Something important about translating Christ wherever we find it, is that doing so continuously clarifies what Jesus preached and taught, Who Jesus is, and what the Apostles preached and taught after Jesus ascended into heaven. One of the most important basics that Jesus and all of the apostles taught is precisely what the core of the final authority is in the life of the believer. Jesus started by laying down some basic rules.

Matthew 23:1-3, "Then spake Jesus to the multitude, and to his disciples, Saying, The scribes and the Pharisees sit in Moses' seat: All therefore whatsoever they bid you observe, that observe and do; but do not ye after their works: for they say, and do not."

By saying that the scribes and pharisees 'sit in Moses'seat' He makes it clear that they had the authority in that society that God originally gave to Moses. He confirms that authority when He says that when they told the people to do something, they should be obeyed. However at that point Jesus moves from their authority and tells people that they should not follow the example of the scribes and pharisees because they did not practice what they preached that others should do.

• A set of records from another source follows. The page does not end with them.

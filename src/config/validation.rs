//! Configuration validation.
//!
//! Validates configuration at startup to catch common errors early.

use super::Config;
use std::path::Path;
use thiserror::Error;

/// Validation errors for configuration.
#[derive(Debug, Error, PartialEq, Eq)]
pub enum ValidationError {
    #[error("server.name is required")]
    MissingServerName,
    #[error("listen.path must start with '/', got '{0}'")]
    InvalidListenPath(String),
    #[error("limits.{0} must be greater than zero")]
    ZeroLimit(&'static str),
    #[error("timeouts.{0} must be greater than zero")]
    ZeroTimeout(&'static str),
    #[error("timeouts.ping_period_secs ({ping}) must be below pong_wait_secs ({pong})")]
    PingNotShorterThanPong { ping: u64, pong: u64 },
    #[error("auth.header is required in header mode")]
    MissingAuthHeader,
    #[error("database.path parent directory does not exist: {0}")]
    DatabasePathInvalid(String),
}

/// Validate a configuration, returning all errors found.
pub fn validate(config: &Config) -> Result<(), Vec<ValidationError>> {
    let mut errors = Vec::new();

    if config.server.name.trim().is_empty() {
        errors.push(ValidationError::MissingServerName);
    }

    if !config.listen.path.starts_with('/') {
        errors.push(ValidationError::InvalidListenPath(config.listen.path.clone()));
    }

    let limits = &config.limits;
    for (name, value) in [
        ("outbound_queue", limits.outbound_queue),
        ("inbound_queue", limits.inbound_queue),
        ("hub_commands", limits.hub_commands),
        ("max_frame_bytes", limits.max_frame_bytes),
        ("messages_per_second", limits.messages_per_second as usize),
    ] {
        if value == 0 {
            errors.push(ValidationError::ZeroLimit(name));
        }
    }

    let timeouts = &config.timeouts;
    for (name, value) in [
        ("ping_period_secs", timeouts.ping_period_secs),
        ("write_wait_secs", timeouts.write_wait_secs),
    ] {
        if value == 0 {
            errors.push(ValidationError::ZeroTimeout(name));
        }
    }
    if timeouts.ping_period_secs >= timeouts.pong_wait_secs {
        errors.push(ValidationError::PingNotShorterThanPong {
            ping: timeouts.ping_period_secs,
            pong: timeouts.pong_wait_secs,
        });
    }

    if config.auth.mode == super::AuthMode::Header && config.auth.header.trim().is_empty() {
        errors.push(ValidationError::MissingAuthHeader);
    }

    if config.database.path != ":memory:" {
        let db_path = Path::new(&config.database.path);
        if let Some(parent) = db_path.parent()
            && !parent.as_os_str().is_empty()
            && !parent.exists()
        {
            errors.push(ValidationError::DatabasePathInvalid(config.database.path.clone()));
        }
    }

    if errors.is_empty() {
        Ok(())
    } else {
        Err(errors)
    }
}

Matthew 23:4, "For they bind heavy burdens and grievous to be borne, and lay them on men's shoulders; but they themselves will not move them with one of their fingers."

These authorities had no trouble at all in creating cumbersome laws and requirements that people were required to fulfill even though they themselves didn't do anything except be sure that they looked good and were respected and feared.

Matthew 23:5-7, "But all their works they do for to be seen of men: they make broad their phylacteries, and enlarge the borders of their garments, And love the uppermost rooms at feasts, and the chief seats in the synagogues, And greetings in the markets, and to be called of men, Rabbi, Rabbi."

They were hypocrites that made a big show of looking like they were oh so holy and righteous, requiring respect, honor, and special privileges while performing only a token obedience of the law.

Matthew 23:8-12, "But be not ye called Rabbi: for one is your Master, even Christ; and all ye are brethren. And call no man your father upon the earth: for one is your Father, which is in heaven. Neither be ye called masters: for one is your Master, even Christ. But he that is greatest among you shall be your servant. And whosoever shall exalt himself shall be abased; and he that shall humble himself shall be exalted."

Jesus makes it clear that we are not to follow the example of scribes and the Pharisees and call ourselves something more than we are or somehow better or more superior to others. and then He tells us why by saying "for one is your Master, even Christ". This is so important that He says it twice in a short space of time.

Translating Christ gives us: "for one is your Master, even The Anointed One and His Anointing." He is saying that we need to remember that there is one authority that is above any that humanity may set up and that authority is the one whom God caused to be covered in His own spirit. We have to remember that all our self importance concerning who we are and who must or should obey us is all secondary to the one fact. We owe our obedience to The Anointed One and His Anointing which gives us strength and freed us from being slaves to sin and from the punishment of sin.

The ones among us that heaven will consider great are the ones who place themselves not in authority, but in service. He reminds us that if we make ourselves our to be more than we are, then when we run up against God's will we will find ourselves cut down to size. On the other hand, if we humble ourselves by being in service rather than authority, He will lift us up as leaders in the kingdom of heaven.

The question that we each have to ask ourselves is "Have I put myself in authority or have I put myself in service?" A similar question concering any authority we seem to have, "Was this authority granted to me or did I simply take it up on my own?" If we have authority simply because we have taken it upon ourseves, then we are not putting ourselves in service. Instead, we're simply doing things our way, which means that what anyone else, including God wants is second place to what we want.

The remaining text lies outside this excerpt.